Kemenko PMK Kawal Rencana Penanggulangan Bencana di NTB

MATARAM (17/6) – Beberapa daerah di Provinsi Nusa Tenggara Barat (NTB) mulai memasuki puncak musim kemarau. Terpantau beberapa wilayah telah mengalami hari tanpa hujan (HTH) bervariasi mulai dari kategori sangat pendek atau 1-5 hari hingga kekeringan ekstrem di atas 60 hari tanpa hujan.

 

Secara umum peringatan dini kekeringan di NTB sudah memasuki kategori siaga dan sebagian kecil wilayah masuk kategori awas dan waspada. Puncak musim kemarau 2021 diperkirakan akan terjadi pada bulan Agustus 2021 untuk seluruh wilayah NTB.

 

Kementerian Koordinator Bidang Pembangunan Manusia dan Kebudayaan (Kemenko PMK) memandang perlu koordinasi antara organisasi perangkat daerah serta kementerian dan lembaga terkait untuk merencanakan langkah-langkah antisipasi bencana yang tepat selama musim kemarau.

 

Sebagaimana disampaikan dalam Rapat Koordinasi Kesiapsiagaan Kekeringan dan Implementasi Rencana Penanggulangan Bencana di Kantor Gubernur NTB, Kamis (17/6).

 

Rapat koordinasi yang dibuka oleh Sekda Provinsi NTB Lalu Gita Ariadi itu dimaksukan agar bencana kekeringan dapat menjadi prioritas baik oleh pemerintah pusat maupun pemerintah daerah karena sangat berdampak pada produktifitas ekonomi masyarakat.

 

Tim Kedeputian Pemerataan Pembangunan Wilayah dan Penanggulangan Bencana (PPWPB) Kemenko PMK dalam rapat juga berdiskusi dengan Stasiun Iklim BMKG Lombok, Badan Penanggulangan Bencana Daerah (BPBD) Provinsi NTB, BPBD Kabupaten/Kota se-Pulau Lombok, Dinas Pekerjaan Umum, Dinas Pertanian, dan Dinas Kehutanan.

 

Kepala BPBD Provinsi NTB Zainal Abidin memaparkan terdapat banyak faktor lain yang memengaruhi kekeringan di NTB selain faktor iklim atau hirometeorologis, yaitu faktor geomorfologis yang juga dipengaruhi keberadaan patahan Sesar Lombok, faktor litologis, dan faktor agrikultur.

 

Khusus untuk sektor pertanian, diharapkan para petani dapat memitigasi kekeringan dengan disiplin menanam jenis tanaman yang disarankan sesuai informasi iklim.
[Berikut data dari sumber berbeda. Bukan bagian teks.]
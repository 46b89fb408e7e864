//! Layered configuration loading.
//!
//! Sources are applied lowest priority first: defaults from the target
//! type's `Deserialize` impl, then at most one config file, then the process
//! environment (which may itself have been seeded from `.env` files).

use serde::de::DeserializeOwned;
use std::fmt;
use std::path::{Path, PathBuf};

#[cfg(feature = "tracing")]
use crate::logging::{init_logging, LogFormat};

/// Error type for configuration operations.
#[derive(Debug)]
pub enum ConfigError {
    /// A config file was requested but does not exist.
    NotFound(PathBuf),
    /// Sources were read but could not be merged or deserialized.
    Parse(String),
}

impl fmt::Display for ConfigError {
    fn fmt(&self, f: &mut fmt::Formatter<'_>) -> fmt::Result {
        match self {
            Self::NotFound(path) => write!(f, "config file not found: {}", path.display()),
            Self::Parse(msg) => write!(f, "invalid configuration: {}", msg),
        }
    }
}

impl std::error::Error for ConfigError {}

impl From<config::ConfigError> for ConfigError {
    fn from(err: config::ConfigError) -> Self {
        Self::Parse(err.to_string())
    }
}

/// Supported config file formats.
#[derive(Debug, Clone, Copy, PartialEq, Eq)]
pub enum ConfigFormat {
    DotEnv,
    Toml,
    Yaml,
    Json,
}

impl ConfigFormat {
    pub fn from_path(path: impl AsRef<Path>) -> Option<Self> {
        let ext = path.as_ref().extension()?.to_str()?;
        match ext.to_ascii_lowercase().as_str() {
            "env" => Some(Self::DotEnv),
            "toml" => Some(Self::Toml),
            "yaml" | "yml" => Some(Self::Yaml),
            "json" => Some(Self::Json),
            _ => None,
        }
    }

    /// `.env`, `.env.local`, `env` and friends carry no usable extension.
    fn is_dotenv_name(path: &Path) -> bool {
        path.file_name()
            .and_then(|s| s.to_str())
            .is_some_and(|name| name == "env" || name.starts_with(".env"))
    }
}

/// Configuration builder.
///
/// ```ignore
/// use service_kit::ConfigBuilder;
///
/// let config: MyConfig = ConfigBuilder::new()
///     .with_dotenv()
///     .with_config_file_from_env("CONFIG_FILE")
///     .with_logging_from_env()
///     .build()?;
/// ```
#[derive(Debug, Default)]
pub struct ConfigBuilder {
    load_default_dotenv: bool,
    config_files: Vec<PathBuf>,
    #[cfg(feature = "tracing")]
    init_logging: bool,
}

impl ConfigBuilder {
    pub fn new() -> Self {
        Self::default()
    }

    /// Seed the process environment from `./.env` when it exists.
    pub fn with_dotenv(mut self) -> Self {
        self.load_default_dotenv = true;
        self
    }

    /// Add a config file.
    ///
    /// Dotenv files are loaded into the environment (any number of them).
    /// Of the `.toml` / `.yaml` / `.json` files, the last one added is used.
    pub fn with_config_file(mut self, path: impl Into<PathBuf>) -> Self {
        self.config_files.push(path.into());
        self
    }

    /// Like [`with_config_file`](Self::with_config_file) with the path taken
    /// from the environment variable `var`. Unset or empty means no file.
    pub fn with_config_file_from_env(self, var: &str) -> Self {
        match std::env::var(var) {
            Ok(path) if !path.trim().is_empty() => self.with_config_file(path.trim()),
            _ => self,
        }
    }

    /// Initialize logging from `LOG_FORMAT` / `RUST_LOG` before
    /// deserializing, so fallbacks taken while loading are logged.
    #[cfg(feature = "tracing")]
    pub fn with_logging_from_env(mut self) -> Self {
        self.init_logging = true;
        self
    }

    /// Load and deserialize.
    ///
    /// Reads the live process environment, so tests that set variables
    /// must hold `tests::ENV_LOCK` while they build.
    pub fn build<C: DeserializeOwned>(self) -> Result<C, ConfigError> {
        if self.load_default_dotenv {
            let _ = dotenvy::dotenv();
        }

        let mut main_file: Option<&PathBuf> = None;
        for path in &self.config_files {
            match ConfigFormat::from_path(path) {
                Some(ConfigFormat::DotEnv) => load_dotenv(path),
                Some(_) => main_file = Some(path),
                None if ConfigFormat::is_dotenv_name(path) => load_dotenv(path),
                None => tracing::warn!(path = %path.display(), "ignoring config file with unknown format"),
            }
        }

        #[cfg(feature = "tracing")]
        if self.init_logging {
            init_logging(LogFormat::from_env(), "info");
        }

        match main_file {
            Some(path) => load_config_file(path),
            None => load_from_env(),
        }
    }
}

fn load_dotenv(path: &Path) {
    if path.exists() {
        if let Err(err) = dotenvy::from_path(path) {
            tracing::warn!(path = %path.display(), error = %err, "failed to load dotenv file");
        }
    }
}

/// Deserialize `C` from the process environment only.
pub fn load_from_env<C: DeserializeOwned>() -> Result<C, ConfigError> {
    let config = config::Config::builder().add_source(EnvSource).build()?;
    Ok(config.try_deserialize()?)
}

/// Deserialize `C` from `path`, with the environment layered on top.
pub fn load_config_file<C: DeserializeOwned>(path: &Path) -> Result<C, ConfigError> {
    if !path.exists() {
        return Err(ConfigError::NotFound(path.to_path_buf()));
    }

    let config = config::Config::builder()
        .add_source(config::File::from(path))
        .add_source(EnvSource)
        .build()?;
    Ok(config.try_deserialize()?)
}

/// Process environment with `ENVIRONMENT` / `APP_ENV` / `RUST_ENV` folded
/// into the `environment` key.
#[derive(Debug, Clone)]
struct EnvSource;

impl config::Source for EnvSource {
    fn clone_into_box(&self) -> Box<dyn config::Source + Send + Sync> {
        Box::new(self.clone())
    }

    fn collect(&self) -> Result<config::Map<String, config::Value>, config::ConfigError> {
        use config::{Environment, Value, ValueKind};

        let mut map = Environment::default()
            .separator("__")
            .try_parsing(true)
            .collect()?;

        if !map.contains_key("environment") {
            if let Some(env) = crate::Environment::try_from_env() {
                map.insert(
                    "environment".to_string(),
                    Value::new(None, ValueKind::String(env.as_str().to_string())),
                );
            }
        }

        Ok(map)
    }
}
Usaha pertanian juga harus dijaga agar tidak mengakibatkan alih fungsi lahan dan perambahan hutan. Komunitas masyarakat pun diharapkan ikut menjaga mata air di wilayahnya.

 

Rencana aksi mitigasi kekeringan jangka pendek di NTB saat ini adalah pendistribusian air bersih dengan melibatkan stakeholder terkait dan kelompok masyarakat, dan pembuatan sumur bor dalam maupun dangkal. Sedangkan untuk rencana aksi mitigasi kekeringan jangka panjang dilakukan melalui perlindungan mata air, perlindungan daerah resapan, sistem pemanenan air hujan, dan mitigasi struktural. Terdapat lebih dari seribu orang Taruna Siaga Bencana (Tagana) di Pulau Lombok yang siap bekerja sama aktif dengan BPBD dalam upaya mitigasi kekeringan.

 

“Dari diskusi ini, dapat kami simpulkan bahwa penting agar informasi iklim dimasukan ke dalam perencanaan daerah secara komprehensif. Diperlukan juga updating Rencana Penanggulangan Bencana NTB karena wilayah yang berisiko kekeringan makin meluas,” tutur Ivan Syamsurizal selaku Sekretaris Deputi PPWPB Kemenko PMK seraya menutup rapat.

 

“Jika persoalan berada di ranah pemerintah pusat, kami siap berkoordinasi dengan kementerian dan lembaga terkait," pungkas Ivan.